A las imposiciones de «libre» comercio impulsadas por el gobierno de Estados Unidos se unen las iniciativas militares de la gran potencia y los nuevos demonios que circulan la región preparando el escenario para eventuales futuras intervenciones bélicas: la lucha contra el narcotráfico y contra el terrorismo internacional. Y para recordárnoslo, ahí está el Plan Colombia, la enorme base -con capacidad para 16.000 soldados- recién creada en Paraguay (que asegura el acuífero guaraní, principal reserva de agua dulce del mundo, y el gas boliviano), las bases en Ecuador, los ejercicios provocativos en aguas del Caribe (léase: demostración contra Cuba y Venezuela), las bases en la Patagonia argentina, el Plan Balboa, ya listo y a la espera de ser efectivizado en algún momento para acometer contra la Revolución Bolivariana . y contra las reservas de petróleo más grandes del planeta. Es decir: la doctrina Monroe sigue vivita y coleando, incluso fortalecida. Una nueva izquierda remozada, que dejó atrás las armas de la guerrilla, que no habla de confiscaciones y poder popular (porque no puede, porque se quebró, por ambas cosas, etc.) es tolerable. Incluso, como parte de las dinámicas del interjuego político, hasta deseable en la lógica de dominación imperial; es una manera de demostrar que aquellos «sueños juveniles» del socialismo eran irrealizables, y ahora, sin barba y bien peinados, estos nuevos funcionarios ratifican «el fin de la historia». Mientras sigan pagando la deuda externa y no toquen a las multinacionales, bienvenidas esas izquierdas. Lo que sí preocupa a Washington, ahora tanto como en todo el transcurso del siglo XX, es el movimiento popular, la organización de base (todas sus estrategias contra las «amenazas a la estabilidad regional», como puede leerse en documentos oficiales -de la CIA, del Ejército, de los think tanks neoconservadores- están enfocadas contra «organizaciones sociales, pueblos indígenas y organi smos no gubernamentales de derechos humanos y ambientalistas»).
Las izquierdas que ocupan aparatos de gobiernos pueden ser más manejables; las masas, no tanto.
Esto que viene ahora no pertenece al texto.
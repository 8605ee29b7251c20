#[cfg(test)]
#[path = "login_form_test.rs"]
mod tests;

use ratatui::prelude::Backend;
use ratatui::prelude::Constraint;
use ratatui::prelude::Direction;
use ratatui::prelude::Layout;
use ratatui::prelude::Rect;
use ratatui::style::Color;
use ratatui::style::Modifier;
use ratatui::style::Style;
use ratatui::widgets::Block;
use ratatui::widgets::BorderType;
use ratatui::widgets::Borders;
use ratatui::widgets::Padding;
use ratatui::widgets::Paragraph;
use ratatui::Frame;
use tui_textarea::Input;
use tui_textarea::Key;

use super::Credentials;

#[derive(Copy, Clone, Debug, PartialEq, Eq)]
pub enum LoginField {
    Email,
    Password,
}

#[derive(Default)]
pub struct LoginForm {
    pub email: String,
    pub password: String,
    focus: Option<LoginField>,
}

impl LoginForm {
    pub fn new(email: &str) -> LoginForm {
        let mut form = LoginForm {
            email: email.to_string(),
            ..LoginForm::default()
        };
        if !form.email.is_empty() {
            form.focus = Some(LoginField::Password);
        }

        return form;
    }

    pub fn focus(&self) -> LoginField {
        return self.focus.unwrap_or(LoginField::Email);
    }

    pub fn toggle_focus(&mut self) {
        match self.focus() {
            LoginField::Email => self.focus = Some(LoginField::Password),
            LoginField::Password => self.focus = Some(LoginField::Email),
        }
    }

    fn focused_mut(&mut self) -> &mut String {
        match self.focus() {
            LoginField::Email => return &mut self.email,
            LoginField::Password => return &mut self.password,
        }
    }

    pub fn input(&mut self, input: Input) {
        match input {
            Input {
                key: Key::Backspace,
                ..
            } => {
                self.focused_mut().pop();
            }
            Input {
                key: Key::Char(c),
                ctrl: false,
                alt: false,
            } => {
                self.focused_mut().push(c);
            }
            _ => (),
        }
    }

    pub fn paste(&mut self, text: &str) {
        let single_line = text.lines().next().unwrap_or_default();
        self.focused_mut().push_str(single_line);
    }

    pub fn credentials(&self) -> Credentials {
        return Credentials::new(&self.email, &self.password);
    }

    pub fn clear_password(&mut self) {
        self.password.clear();
    }

    fn field<'a>(&self, field: LoginField, title: &'a str, text: String) -> Paragraph<'a> {
        let mut border_style = Style::default();
        if self.focus() == field {
            border_style = border_style.fg(Color::Cyan).add_modifier(Modifier::BOLD);
        }

        return Paragraph::new(text).block(
            Block::default()
                .borders(Borders::ALL)
                .border_type(BorderType::Rounded)
                .border_style(border_style)
                .title(title)
                .padding(Padding::new(1, 1, 0, 0)),
        );
    }

    pub fn render<B: Backend>(&self, frame: &mut Frame<B>, rect: Rect, loading: bool) {
        let outer = Block::default()
            .borders(Borders::ALL)
            .border_type(BorderType::Double)
            .title("Login")
            .padding(Padding::new(1, 1, 0, 0));
        let inner = outer.inner(rect);
        frame.render_widget(outer, rect);

        let layout = Layout::default()
            .direction(Direction::Vertical)
            .constraints(vec![
                Constraint::Length(3),
                Constraint::Length(3),
                Constraint::Length(1),
                Constraint::Min(0),
            ])
            .split(inner);

        frame.render_widget(
            self.field(LoginField::Email, "Email", self.email.to_string()),
            layout[0],
        );
        frame.render_widget(
            self.field(
                LoginField::Password,
                "Password",
                "*".repeat(self.password.chars().count()),
            ),
            layout[1],
        );

        let mut button = Paragraph::new("[ Login ]  (Enter)");
        if loading {
            button = Paragraph::new("Logging in...").style(Style::default().fg(Color::DarkGray));
        }
        frame.render_widget(button, layout[2]);
    }
}
use anyhow::Result;
use crossterm::event::Event as CrosstermEvent;
use crossterm::event::EventStream;
use crossterm::event::KeyEventKind;
use crossterm::event::MouseEventKind;
use futures::StreamExt;
use tokio::sync::mpsc;
use tokio::time;
use tui_textarea::Input;
use tui_textarea::Key;

use crate::domain::models::Event;

fn key_event(input: Input) -> Event {
    match (&input.key, input.ctrl) {
        (Key::Char('c'), true) => return Event::KeyboardCTRLC(),
        (Key::Char('d'), true) | (Key::PageDown, _) => return Event::UIScrollPageDown(),
        (Key::Char('u'), true) | (Key::PageUp, _) => return Event::UIScrollPageUp(),
        (Key::Down, _) => return Event::UIScrollDown(),
        (Key::Up, _) => return Event::UIScrollUp(),
        (Key::Tab, _) => return Event::KeyboardTab(),
        (Key::Esc, _) => return Event::KeyboardEsc(),
        (Key::Enter, _) => return Event::KeyboardEnter(),
        _ => return Event::KeyboardCharInput(input),
    }
}

/// Merges terminal input with request outcomes from the actions worker.
pub struct EventsService {
    crossterm_events: EventStream,
    events: mpsc::UnboundedReceiver<Event>,
}

impl EventsService {
    pub fn new(events: mpsc::UnboundedReceiver<Event>) -> EventsService {
        return EventsService {
            crossterm_events: EventStream::new(),
            events,
        };
    }

    fn handle_crossterm(&self, event: CrosstermEvent) -> Option<Event> {
        match event {
            CrosstermEvent::Paste(text) => {
                return Some(Event::KeyboardPaste(text));
            }
            CrosstermEvent::Mouse(mouseevent) => match mouseevent.kind {
                MouseEventKind::ScrollUp => return Some(Event::UIScrollUp()),
                MouseEventKind::ScrollDown => return Some(Event::UIScrollDown()),
                _ => return None,
            },
            CrosstermEvent::Key(keyevent) => {
                // Windows reports both press and release.
                if keyevent.kind == KeyEventKind::Release {
                    return None;
                }

                return Some(key_event(keyevent.into()));
            }
            _ => return None,
        }
    }

    pub async fn next(&mut self) -> Result<Event> {
        loop {
            let evt = tokio::select! {
                event = self.events.recv() => event,
                event = self.crossterm_events.next() => match event {
                    Some(Ok(input)) => self.handle_crossterm(input),
                    Some(Err(_)) => None,
                    None => None
                },
                _ = time::sleep(time::Duration::from_millis(500)) => Some(Event::UITick())
            };

            if let Some(event) = evt {
                return Ok(event);
            }
        }
    }
}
Las actuales izquierdas gubernamentales -fuera de Cuba y Venezuela- no son la principal preocupación de la Casa Blanca si continúan con su perfil de «saco y corbata»; pero sí lo es la idea de unión que entre ellas se podría dar. El fantasma de la integración latinoamericana sí inquieta. De ahí que el sueño de Patria Grande de Simón Bolívar -que hoy intenta materializarse con el ALBA- sigue siendo un camino, quizá el más recomendable camino -¿el único?- para forjar unas nuevas relaciones entre Estados Unidos y Latinoamérica. Una integración popular, de base, no de cúpulas. Ese es el camino.